### Exercise directions
One number, and no other words, should make up the answer: how many lines of the listing contain the string "Duration".

### Input data

▬▬▬

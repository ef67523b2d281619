//! Configuration layer: typed settings with layered precedence (file → env → CLI).

use std::{net::SocketAddr, path::PathBuf, str::FromStr, time::Duration};

use clap::Parser;
use config::{Config, Environment, File};
use serde::Deserialize;
use thiserror::Error;
use tracing::level_filters::LevelFilter;
use url::Url;

use crate::application::render::{ConversionOptions, HeaderStyle};
use crate::domain::entities::{DEFAULT_RESOURCE_TYPE, SiteSettingsRecord};

mod cli;

pub use cli::{CliArgs, Command, ContentOverride, FeedArgs, RenderArgs, ServeArgs, ServeOverrides};

const DEFAULT_CONFIG_BASENAME: &str = "config/default";
const LOCAL_CONFIG_BASENAME: &str = "postdown";
const ENV_PREFIX: &str = "POSTDOWN";
const DEFAULT_HOST: &str = "127.0.0.1";
const DEFAULT_PORT: u16 = 3000;
const DEFAULT_GRACEFUL_SHUTDOWN_SECS: u64 = 30;
const DEFAULT_SITE_NAME: &str = "postdown";
const DEFAULT_CHARSET: &str = "UTF-8";
const DEFAULT_ARCHIVE_PATH: &str = "content/site.toml";
const DEFAULT_FEED_MAX_POSTS: u64 = 10;
const DEFAULT_FEED_CACHE_SECS: u64 = 3600;
const DEFAULT_CACHE_NAMESPACE: &str = "postdown_markdown_feed";
const DEFAULT_CACHE_CAPACITY: u64 = 64;

#[derive(Debug, Clone)]
pub struct Settings {
    pub server: ServerSettings,
    pub logging: LoggingSettings,
    pub site: SiteSettings,
    pub content: ContentSettings,
    pub negotiation: NegotiationSettings,
    pub feed: FeedDefaultSettings,
    pub conversion: ConversionOptions,
    pub cache: CacheSettings,
}

#[derive(Debug, Clone)]
pub struct ServerSettings {
    pub addr: SocketAddr,
    pub graceful_shutdown: Duration,
}

#[derive(Debug, Clone)]
pub struct LoggingSettings {
    pub level: LevelFilter,
    pub format: LogFormat,
}

#[derive(Debug, Clone, Copy, PartialEq, Eq)]
pub enum LogFormat {
    Json,
    Compact,
}

/// Site identity used until the content archive overrides it.
#[derive(Debug, Clone)]
pub struct SiteSettings {
    pub name: String,
    pub description: String,
    pub url: Url,
    pub charset: String,
}

impl From<&SiteSettings> for SiteSettingsRecord {
    fn from(site: &SiteSettings) -> Self {
        Self {
            name: site.name.clone(),
            description: site.description.clone(),
            public_site_url: site.url.to_string(),
            charset: site.charset.clone(),
        }
    }
}

#[derive(Debug, Clone)]
pub struct ContentSettings {
    pub archive: PathBuf,
}

#[derive(Debug, Clone)]
pub struct NegotiationSettings {
    pub allowed_types: Vec<String>,
}

#[derive(Debug, Clone)]
pub struct FeedDefaultSettings {
    pub resource_types: Vec<String>,
    pub max_posts: usize,
    pub include_comments: bool,
    pub include_excerpt: bool,
    pub cache_seconds: u64,
}

#[derive(Debug, Clone)]
pub struct CacheSettings {
    pub namespace: String,
    pub capacity: usize,
}

#[derive(Debug, Error)]
pub enum LoadError {
    #[error("failed to build configuration: {0}")]
    Build(#[from] config::ConfigError),
    #[error("invalid configuration for `{key}`: {reason}")]
    Invalid { key: &'static str, reason: String },
}

impl LoadError {
    fn invalid(key: &'static str, reason: impl Into<String>) -> Self {
        Self::Invalid {
            key,
            reason: reason.into(),
        }
    }
}

pub fn load(cli: &CliArgs) -> Result<Settings, LoadError> {
    let mut builder = Config::builder()
        .add_source(File::with_name(DEFAULT_CONFIG_BASENAME).required(false))
        .add_source(File::with_name(LOCAL_CONFIG_BASENAME).required(false));

    if let Some(path) = cli.config_file.as_ref() {
        builder = builder.add_source(File::from(path.as_path()).required(true));
    }

    builder = builder.add_source(Environment::with_prefix(ENV_PREFIX).separator("__"));

    let mut raw: RawSettings = builder.build()?.try_deserialize()?;

    match cli.command.as_ref() {
        Some(Command::Serve(args)) => raw.apply_serve_overrides(&args.overrides),
        Some(Command::Feed(args)) => raw.apply_feed_overrides(args),
        Some(Command::Render(args)) => raw.apply_content_override(&args.content),
        None => raw.apply_serve_overrides(&ServeOverrides::default()),
    }

    Settings::from_raw(raw)
}

pub fn load_with_cli() -> Result<(CliArgs, Settings), LoadError> {
    let args = CliArgs::parse();
    let settings = load(&args)?;
    Ok((args, settings))
}

#[derive(Debug, Clone, Deserialize, Default)]
#[serde(default)]
struct RawSettings {
    server: RawServerSettings,
    logging: RawLoggingSettings,
    site: RawSiteSettings,
    content: RawContentSettings,
    negotiation: RawNegotiationSettings,
    feed: RawFeedSettings,
    conversion: RawConversionSettings,
    cache: RawCacheSettings,
}

impl RawSettings {
    fn apply_serve_overrides(&mut self, overrides: &ServeOverrides) {
        if let Some(host) = overrides.server_host.as_ref() {
            self.server.host = Some(host.clone());
        }
        if let Some(port) = overrides.server_port {
            self.server.port = Some(port);
        }
        if let Some(seconds) = overrides.server_graceful_shutdown_seconds {
            self.server.graceful_shutdown_seconds = Some(seconds);
        }
        if let Some(level) = overrides.log_level.as_ref() {
            self.logging.level = Some(level.clone());
        }
        if let Some(json) = overrides.log_json {
            self.logging.json = Some(json);
        }
        if let Some(url) = overrides.site_url.as_ref() {
            self.site.url = Some(url.clone());
        }
        if let Some(max) = overrides.feed_max_posts {
            self.feed.max_posts = Some(max);
        }
        if let Some(seconds) = overrides.feed_cache_seconds {
            self.feed.cache_seconds = Some(seconds);
        }

        self.apply_content_override(&overrides.content);
    }

    fn apply_feed_overrides(&mut self, args: &FeedArgs) {
        if args.include_comments {
            self.feed.include_comments = Some(true);
        }
        if args.include_excerpt {
            self.feed.include_excerpt = Some(true);
        }

        self.apply_content_override(&args.content);
    }

    fn apply_content_override(&mut self, overrides: &ContentOverride) {
        if let Some(path) = overrides.archive.as_ref() {
            self.content.archive = Some(path.clone());
        }
    }
}

impl Settings {
    fn from_raw(raw: RawSettings) -> Result<Self, LoadError> {
        let RawSettings {
            server,
            logging,
            site,
            content,
            negotiation,
            feed,
            conversion,
            cache,
        } = raw;

        Ok(Self {
            server: build_server_settings(server)?,
            logging: build_logging_settings(logging)?,
            site: build_site_settings(site)?,
            content: build_content_settings(content)?,
            negotiation: build_negotiation_settings(negotiation)?,
            feed: build_feed_settings(feed)?,
            conversion: build_conversion_options(conversion)?,
            cache: build_cache_settings(cache)?,
        })
    }
}

fn build_server_settings(server: RawServerSettings) -> Result<ServerSettings, LoadError> {
    let host = server.host.unwrap_or_else(|| DEFAULT_HOST.to_string());

    let port = server.port.unwrap_or(DEFAULT_PORT);
    if port == 0 {
        return Err(LoadError::invalid(
            "server.port",
            "port must be greater than zero",
        ));
    }

    let addr = parse_socket_addr(&host, port)
        .map_err(|reason| LoadError::invalid("server.addr", reason))?;

    let graceful_secs = server
        .graceful_shutdown_seconds
        .unwrap_or(DEFAULT_GRACEFUL_SHUTDOWN_SECS);
    if graceful_secs == 0 {
        return Err(LoadError::invalid(
            "server.graceful_shutdown_seconds",
            "must be greater than zero",
        ));
    }

    Ok(ServerSettings {
        addr,
        graceful_shutdown: Duration::from_secs(graceful_secs),
    })
}

fn build_logging_settings(logging: RawLoggingSettings) -> Result<LoggingSettings, LoadError> {
    let level = match logging.level {
        Some(level) => LevelFilter::from_str(level.as_str()).map_err(|err| {
            LoadError::invalid("logging.level", format!("failed to parse: {err}"))
        })?,
        None => LevelFilter::INFO,
    };

    let format = if logging.json.unwrap_or(false) {
        LogFormat::Json
    } else {
        LogFormat::Compact
    };

    Ok(LoggingSettings { level, format })
}

fn build_site_settings(site: RawSiteSettings) -> Result<SiteSettings, LoadError> {
    let defaults = SiteSettingsRecord::default();

    let raw_url = site.url.unwrap_or(defaults.public_site_url);
    let url = Url::parse(raw_url.trim())
        .map_err(|err| LoadError::invalid("site.url", format!("invalid url `{raw_url}`: {err}")))?;
    if !matches!(url.scheme(), "http" | "https") {
        return Err(LoadError::invalid(
            "site.url",
            format!("unsupported scheme `{}`", url.scheme()),
        ));
    }

    let charset = site
        .charset
        .map(|value| value.trim().to_string())
        .unwrap_or_else(|| DEFAULT_CHARSET.to_string());
    if charset.is_empty() {
        return Err(LoadError::invalid("site.charset", "must not be empty"));
    }

    Ok(SiteSettings {
        name: site.name.unwrap_or_else(|| DEFAULT_SITE_NAME.to_string()),
        description: site.description.unwrap_or_default(),
        url,
        charset,
    })
}

fn build_content_settings(content: RawContentSettings) -> Result<ContentSettings, LoadError> {
    let archive = content
        .archive
        .unwrap_or_else(|| PathBuf::from(DEFAULT_ARCHIVE_PATH));
    if archive.as_os_str().is_empty() {
        return Err(LoadError::invalid(
            "content.archive",
            "path must not be empty",
        ));
    }

    Ok(ContentSettings { archive })
}

fn build_negotiation_settings(
    negotiation: RawNegotiationSettings,
) -> Result<NegotiationSettings, LoadError> {
    let allowed_types = match negotiation.allowed_types {
        Some(list) => non_empty_list(list.into_vec(), "negotiation.allowed_types")?,
        None => vec![DEFAULT_RESOURCE_TYPE.to_string()],
    };

    Ok(NegotiationSettings { allowed_types })
}

fn build_feed_settings(feed: RawFeedSettings) -> Result<FeedDefaultSettings, LoadError> {
    let resource_types = match feed.resource_types {
        Some(list) => non_empty_list(list.into_vec(), "feed.resource_types")?,
        None => vec![DEFAULT_RESOURCE_TYPE.to_string()],
    };

    let max_posts = non_zero_usize(
        feed.max_posts.unwrap_or(DEFAULT_FEED_MAX_POSTS),
        "feed.max_posts",
    )?;

    Ok(FeedDefaultSettings {
        resource_types,
        max_posts,
        include_comments: feed.include_comments.unwrap_or(false),
        include_excerpt: feed.include_excerpt.unwrap_or(false),
        cache_seconds: feed.cache_seconds.unwrap_or(DEFAULT_FEED_CACHE_SECS),
    })
}

fn build_conversion_options(
    conversion: RawConversionSettings,
) -> Result<ConversionOptions, LoadError> {
    let defaults = ConversionOptions::default();

    let header_style = match conversion.header_style {
        Some(style) => HeaderStyle::from_str(&style)
            .map_err(|reason| LoadError::invalid("conversion.header_style", reason))?,
        None => defaults.header_style,
    };

    let remove_nodes = match conversion.remove_nodes {
        Some(list) => list
            .into_vec()
            .iter()
            .flat_map(|entry| ConversionOptions::parse_node_list(entry))
            .collect(),
        None => defaults.remove_nodes,
    };

    Ok(ConversionOptions {
        header_style,
        strip_tags: conversion.strip_tags.unwrap_or(defaults.strip_tags),
        remove_nodes,
        hard_break: conversion.hard_break.unwrap_or(defaults.hard_break),
    })
}

fn build_cache_settings(cache: RawCacheSettings) -> Result<CacheSettings, LoadError> {
    let namespace = cache
        .namespace
        .map(|value| value.trim().to_string())
        .unwrap_or_else(|| DEFAULT_CACHE_NAMESPACE.to_string());
    if namespace.is_empty() {
        return Err(LoadError::invalid("cache.namespace", "must not be empty"));
    }

    let capacity = non_zero_usize(
        cache.capacity.unwrap_or(DEFAULT_CACHE_CAPACITY),
        "cache.capacity",
    )?;

    Ok(CacheSettings {
        namespace,
        capacity,
    })
}

#[derive(Debug, Clone, Deserialize, Default)]
#[serde(default)]
struct RawServerSettings {
    host: Option<String>,
    port: Option<u16>,
    graceful_shutdown_seconds: Option<u64>,
}

#[derive(Debug, Clone, Deserialize, Default)]
#[serde(default)]
struct RawLoggingSettings {
    level: Option<String>,
    json: Option<bool>,
}

#[derive(Debug, Clone, Deserialize, Default)]
#[serde(default)]
struct RawSiteSettings {
    name: Option<String>,
    description: Option<String>,
    url: Option<String>,
    charset: Option<String>,
}

#[derive(Debug, Clone, Deserialize, Default)]
#[serde(default)]
struct RawContentSettings {
    archive: Option<PathBuf>,
}

#[derive(Debug, Clone, Deserialize, Default)]
#[serde(default)]
struct RawNegotiationSettings {
    allowed_types: Option<RawList>,
}

#[derive(Debug, Clone, Deserialize, Default)]
#[serde(default)]
struct RawFeedSettings {
    resource_types: Option<RawList>,
    max_posts: Option<u64>,
    include_comments: Option<bool>,
    include_excerpt: Option<bool>,
    cache_seconds: Option<u64>,
}

#[derive(Debug, Clone, Deserialize, Default)]
#[serde(default)]
struct RawConversionSettings {
    header_style: Option<String>,
    strip_tags: Option<bool>,
    remove_nodes: Option<RawList>,
    hard_break: Option<bool>,
}

#[derive(Debug, Clone, Deserialize, Default)]
#[serde(default)]
struct RawCacheSettings {
    namespace: Option<String>,
    capacity: Option<u64>,
}

/// A list given either as an array or as one comma-separated string (env vars).
#[derive(Debug, Clone, Deserialize)]
#[serde(untagged)]
enum RawList {
    Many(Vec<String>),
    One(String),
}

impl RawList {
    fn into_vec(self) -> Vec<String> {
        match self {
            RawList::Many(items) => items,
            RawList::One(joined) => joined.split(',').map(str::to_string).collect(),
        }
    }
}

fn non_empty_list(items: Vec<String>, key: &'static str) -> Result<Vec<String>, LoadError> {
    let items: Vec<String> = items
        .into_iter()
        .map(|item| item.trim().to_string())
        .filter(|item| !item.is_empty())
        .collect();
    if items.is_empty() {
        return Err(LoadError::invalid(key, "must name at least one resource type"));
    }
    Ok(items)
}

fn parse_socket_addr(host: &str, port: u16) -> Result<SocketAddr, String> {
    let candidate = format!("{host}:{port}");
    candidate
        .parse()
        .map_err(|err| format!("invalid address `{candidate}`: {err}"))
}

fn non_zero_usize(value: u64, key: &'static str) -> Result<usize, LoadError> {
    if value == 0 {
        return Err(LoadError::invalid(key, "must be greater than zero"));
    }
    usize::try_from(value)
        .map_err(|_| LoadError::invalid(key, "value exceeds supported range for usize"))
}

#[cfg(test)]
mod tests;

▬▬▬

### Final answer
3